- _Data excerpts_
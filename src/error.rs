//! Error handling for hash-forge

use thiserror::Error;

/// Main error type for hash-forge
#[derive(Error, Debug, Clone)]
pub enum HashForgeError {
    #[error("Configuration error: {message}")]
    Config { message: String },

    #[error("Invalid choice: {input:?}")]
    InvalidChoice { input: String },

    #[error("Validation error: {message}")]
    Validation { message: String },

    #[error("IO error: {message}")]
    Io { message: String },

    #[error("Prompt error: {message}")]
    Prompt { message: String },

    #[error("Internal error: {message}")]
    Internal { message: String },
}

impl HashForgeError {
    /// Create a configuration error
    pub fn config(message: impl Into<String>) -> Self {
        Self::Config {
            message: message.into(),
        }
    }

    /// Create an invalid mode selector error
    pub fn invalid_choice(input: impl Into<String>) -> Self {
        Self::InvalidChoice {
            input: input.into(),
        }
    }

    /// Create a validation error
    pub fn validation(message: impl Into<String>) -> Self {
        Self::Validation {
            message: message.into(),
        }
    }

    /// Create an IO error
    pub fn io(message: impl Into<String>) -> Self {
        Self::Io {
            message: message.into(),
        }
    }

    /// Create a prompt error
    pub fn prompt(message: impl Into<String>) -> Self {
        Self::Prompt {
            message: message.into(),
        }
    }

    /// Create an internal error
    pub fn internal(message: impl Into<String>) -> Self {
        Self::Internal {
            message: message.into(),
        }
    }

    /// Get user-friendly error message with suggestions
    pub fn user_message(&self) -> String {
        match self {
            Self::Config { message } => {
                format!("❌ Configuration problem: {}\n💡 Check your .env file or HASH_FORGE_* variables", message)
            }
            Self::InvalidChoice { .. } => "Invalid choice. Exiting.".to_string(),
            Self::Validation { message } => {
                format!("❌ Validation error: {}\n💡 Check your input format", message)
            }
            Self::Io { message } => {
                format!("❌ Output error: {}", message)
            }
            Self::Prompt { message } => {
                format!("❌ Setup aborted: {}", message)
            }
            Self::Internal { message } => {
                format!("❌ Internal error: {}\n💡 This is a bug, please report it", message)
            }
        }
    }
}

impl From<std::io::Error> for HashForgeError {
    fn from(err: std::io::Error) -> Self {
        Self::io(err.to_string())
    }
}

impl From<inquire::InquireError> for HashForgeError {
    fn from(err: inquire::InquireError) -> Self {
        match err {
            inquire::InquireError::OperationCanceled
            | inquire::InquireError::OperationInterrupted => Self::prompt("cancelled by user"),
            other => Self::prompt(other.to_string()),
        }
    }
}

impl From<tokio::task::JoinError> for HashForgeError {
    fn from(err: tokio::task::JoinError) -> Self {
        Self::internal(format!("search task failed: {}", err))
    }
}

/// Result type alias for convenience
pub type Result<T> = std::result::Result<T, HashForgeError>;

/// Helper macros for common error patterns
#[macro_export]
macro_rules! config_error {
    ($msg:expr) => {
        $crate::error::HashForgeError::config($msg)
    };
    ($fmt:expr, $($arg:tt)*) => {
        $crate::error::HashForgeError::config(format!($fmt, $($arg)*))
    };
}

#[macro_export]
macro_rules! validation_error {
    ($msg:expr) => {
        $crate::error::HashForgeError::validation($msg)
    };
    ($fmt:expr, $($arg:tt)*) => {
        $crate::error::HashForgeError::validation(format!($fmt, $($arg)*))
    };
}

#[cfg(test)]
mod tests {
    use super::*;

    #[test]
    fn test_invalid_choice_message() {
        let err = HashForgeError::invalid_choice("3");
        assert_eq!(err.user_message(), "Invalid choice. Exiting.");
        assert!(err.to_string().contains("\"3\""));
    }

    #[test]
    fn test_macros() {
        let err = config_error!("bad value {}", 7);
        assert!(err.to_string().contains("bad value 7"));

        let err = validation_error!("length");
        assert!(matches!(err, HashForgeError::Validation { .. }));
    }

    #[test]
    fn test_io_conversion() {
        let io = std::io::Error::new(std::io::ErrorKind::BrokenPipe, "pipe closed");
        let err: HashForgeError = io.into();
        assert!(err.to_string().contains("pipe closed"));
    }
}
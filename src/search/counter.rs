//! Base-36 counters over windows of the candidate buffer

use super::{successor, FIRST_SYMBOL};
use crate::types::{Layout, SearchMode, BLOCK_WIDTH};

/// Advance `buffer[start..end]` by one in base 36, most significant digit at `start`.
///
/// Returns `true` when every position wrapped, i.e. the window rolled over to
/// all-`0`. An empty window always reports a rollover.
#[inline]
pub fn increment(buffer: &mut [u8], start: usize, end: usize) -> bool {
    for symbol in buffer[start..end].iter_mut().rev() {
        *symbol = successor(*symbol);
        if *symbol != FIRST_SYMBOL {
            return false;
        }
    }
    true
}

/// Fixed-width counter with carry-out, stored in place inside a buffer
#[derive(Debug, Clone, Copy, PartialEq, Eq)]
pub struct DigitWindow {
    start: usize,
    end: usize,
}

impl DigitWindow {
    pub fn new(start: usize, end: usize) -> Self {
        debug_assert!(start <= end);
        Self { start, end }
    }

    /// Add one; `true` means carry-out
    #[inline]
    pub fn advance(&self, buffer: &mut [u8]) -> bool {
        increment(buffer, self.start, self.end)
    }

    /// All digits read as the first symbol
    pub fn is_minimum(&self, buffer: &[u8]) -> bool {
        buffer[self.start..self.end]
            .iter()
            .all(|&symbol| symbol == FIRST_SYMBOL)
    }
}

/// Two windows where overflow of `low` bumps `high`.
///
/// Whatever lies between them is never touched.
#[derive(Debug, Clone, Copy, PartialEq, Eq)]
pub struct TemplatedCounter {
    high: DigitWindow,
    low: DigitWindow,
}

impl TemplatedCounter {
    pub fn new(high: DigitWindow, low: DigitWindow) -> Self {
        Self { high, low }
    }

    /// Prefix and suffix blocks of a `len`-byte templated name
    pub fn for_length(len: usize) -> Self {
        Self::new(
            DigitWindow::new(0, BLOCK_WIDTH),
            DigitWindow::new(len - BLOCK_WIDTH, len),
        )
    }

    pub fn high(&self) -> DigitWindow {
        self.high
    }

    pub fn low(&self) -> DigitWindow {
        self.low
    }

    /// Advance the low block, carrying into the high block on rollover.
    /// `true` when both blocks rolled over together.
    #[inline]
    pub fn advance(&self, buffer: &mut [u8]) -> bool {
        if self.low.advance(buffer) {
            self.high.advance(buffer)
        } else {
            false
        }
    }
}

/// The counter layout used by a search mode
#[derive(Debug, Clone, Copy, PartialEq, Eq)]
pub enum Odometer {
    Uniform(DigitWindow),
    Templated(TemplatedCounter),
}

impl Odometer {
    /// Counter layout for a candidate of `len` bytes in `mode`
    pub fn for_mode(mode: &SearchMode, len: usize) -> Self {
        match mode.layout() {
            Layout::Templated { .. } => Odometer::Templated(TemplatedCounter::for_length(len)),
            Layout::Uniform { .. } => Odometer::Uniform(DigitWindow::new(0, len)),
        }
    }

    /// Move to the next candidate; `true` when the whole enumeration wrapped
    #[inline]
    pub fn advance(&self, buffer: &mut [u8]) -> bool {
        match self {
            Odometer::Uniform(window) => window.advance(buffer),
            Odometer::Templated(counter) => counter.advance(buffer),
        }
    }
}
//! Jenkins one-at-a-time hash
//!
//! Every step uses wrapping `u32` arithmetic; results must match the
//! reference bit pattern on every platform.

#[inline(always)]
fn mix(hash: u32, byte: u8) -> u32 {
    let mut h = hash.wrapping_add(byte as u32);
    h = h.wrapping_add(h << 10);
    h ^ (h >> 6)
}

/// Hash `key` with Bob Jenkins' one-at-a-time function.
///
/// Input is consumed four bytes at a time with the tail handled singly.
/// The grouping is only an unrolling of the byte loop.
#[inline]
pub fn jenkins_one_at_a_time(key: &[u8]) -> u32 {
    let mut hash = 0u32;

    let mut chunks = key.chunks_exact(4);
    for chunk in &mut chunks {
        hash = mix(hash, chunk[0]);
        hash = mix(hash, chunk[1]);
        hash = mix(hash, chunk[2]);
        hash = mix(hash, chunk[3]);
    }
    for &byte in chunks.remainder() {
        hash = mix(hash, byte);
    }

    hash = hash.wrapping_add(hash << 3);
    hash ^= hash >> 11;
    hash.wrapping_add(hash << 15)
}
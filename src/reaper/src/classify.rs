//! Classification of deletion-gateway failures.
//!
//! Every backend engine reports a lock conflict differently. Classification
//! is centralized here so that supporting a new backend means registering
//! one more [`LockSignature`], never touching the cycle logic.

use crate::gateway::GatewayError;

/// Kind of a classified gateway failure.
#[derive(Debug, Clone, Copy, PartialEq, Eq)]
pub enum FailureKind {
    /// The backend signaled a resource-busy / lock-timeout condition;
    /// the affected keys should be quarantined and retried later.
    LockConflict,
    /// A dependent record was already removed by a concurrent operation;
    /// expected under concurrent reaping.
    DependencyGone,
    /// Anything else. Treated conservatively as cycle-fatal.
    Unclassified,
}

/// Per-backend matcher for lock-conflict signatures.
pub trait LockSignature: Send + Sync {
    /// Backend engine this signature belongs to.
    fn backend(&self) -> &'static str;

    /// Whether the driver error code/message is this backend's
    /// resource-busy condition.
    fn matches(&self, code: Option<&str>, message: &str) -> bool;
}

/// PostgreSQL: SQLSTATE 55P03 (`lock_not_available`), raised for
/// `SELECT ... FOR UPDATE NOWAIT` and `lock_timeout` violations.
struct PostgresLockNotAvailable;

impl LockSignature for PostgresLockNotAvailable {
    fn backend(&self) -> &'static str {
        "postgresql"
    }

    fn matches(&self, code: Option<&str>, message: &str) -> bool {
        code == Some("55P03")
            || message.contains("lock not available")
            || message.contains("could not obtain lock")
    }
}

/// MySQL: error 3572 (NOWAIT lock rejection) or 1205 (lock wait timeout).
struct MysqlLockNowait;

impl LockSignature for MysqlLockNowait {
    fn backend(&self) -> &'static str {
        "mysql"
    }

    fn matches(&self, code: Option<&str>, message: &str) -> bool {
        code == Some("3572")
            || code == Some("1205")
            || message.contains("NOWAIT is set")
            || message.contains("Lock wait timeout exceeded")
    }
}

/// Oracle: ORA-00054, resource busy and acquire with NOWAIT specified.
struct OracleResourceBusy;

impl LockSignature for OracleResourceBusy {
    fn backend(&self) -> &'static str {
        "oracle"
    }

    fn matches(&self, _code: Option<&str>, message: &str) -> bool {
        message.contains("ORA-00054")
    }
}

/// SQLite: SQLITE_BUSY, surfaced as "database is locked".
struct SqliteBusy;

impl LockSignature for SqliteBusy {
    fn backend(&self) -> &'static str {
        "sqlite"
    }

    fn matches(&self, code: Option<&str>, message: &str) -> bool {
        code == Some("5")
            || message.contains("database is locked")
            || message.contains("database table is locked")
    }
}

/// Maps an opaque gateway failure onto a [`FailureKind`].
pub struct ErrorClassifier {
    signatures: Vec<Box<dyn LockSignature>>,
}

impl Default for ErrorClassifier {
    fn default() -> Self {
        Self::new()
    }
}

impl ErrorClassifier {
    /// Classifier knowing the lock signatures of all supported backends.
    pub fn new() -> Self {
        Self {
            signatures: vec![
                Box::new(PostgresLockNotAvailable),
                Box::new(MysqlLockNowait),
                Box::new(OracleResourceBusy),
                Box::new(SqliteBusy),
            ],
        }
    }

    /// Classifier with an explicit signature set.
    pub fn with_signatures(signatures: Vec<Box<dyn LockSignature>>) -> Self {
        Self { signatures }
    }

    /// Register an additional backend signature.
    pub fn register(&mut self, signature: Box<dyn LockSignature>) {
        self.signatures.push(signature);
    }

    /// Classify a gateway failure into exactly one [`FailureKind`].
    pub fn classify(&self, error: &GatewayError) -> FailureKind {
        match error {
            GatewayError::DependencyGone { .. } => FailureKind::DependencyGone,
            GatewayError::Database { code, message } => {
                let matched = self
                    .signatures
                    .iter()
                    .find(|signature| signature.matches(code.as_deref(), message));
                match matched {
                    Some(signature) => {
                        tracing::debug!(
                            backend = signature.backend(),
                            "matched lock-conflict signature"
                        );
                        FailureKind::LockConflict
                    }
                    None => FailureKind::Unclassified,
                }
            }
            GatewayError::Unsupported(_) => FailureKind::Unclassified,
        }
    }
}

- _TASK PROMPT_
For each line of the entries that includes "bytes", show that line.

- _RESPONSE TO THIS EXERCISE_
    /// Counter layout for a candidate of `len` bytes in `mode`
/// Input is consumed four bytes at a time with the tail handled singly.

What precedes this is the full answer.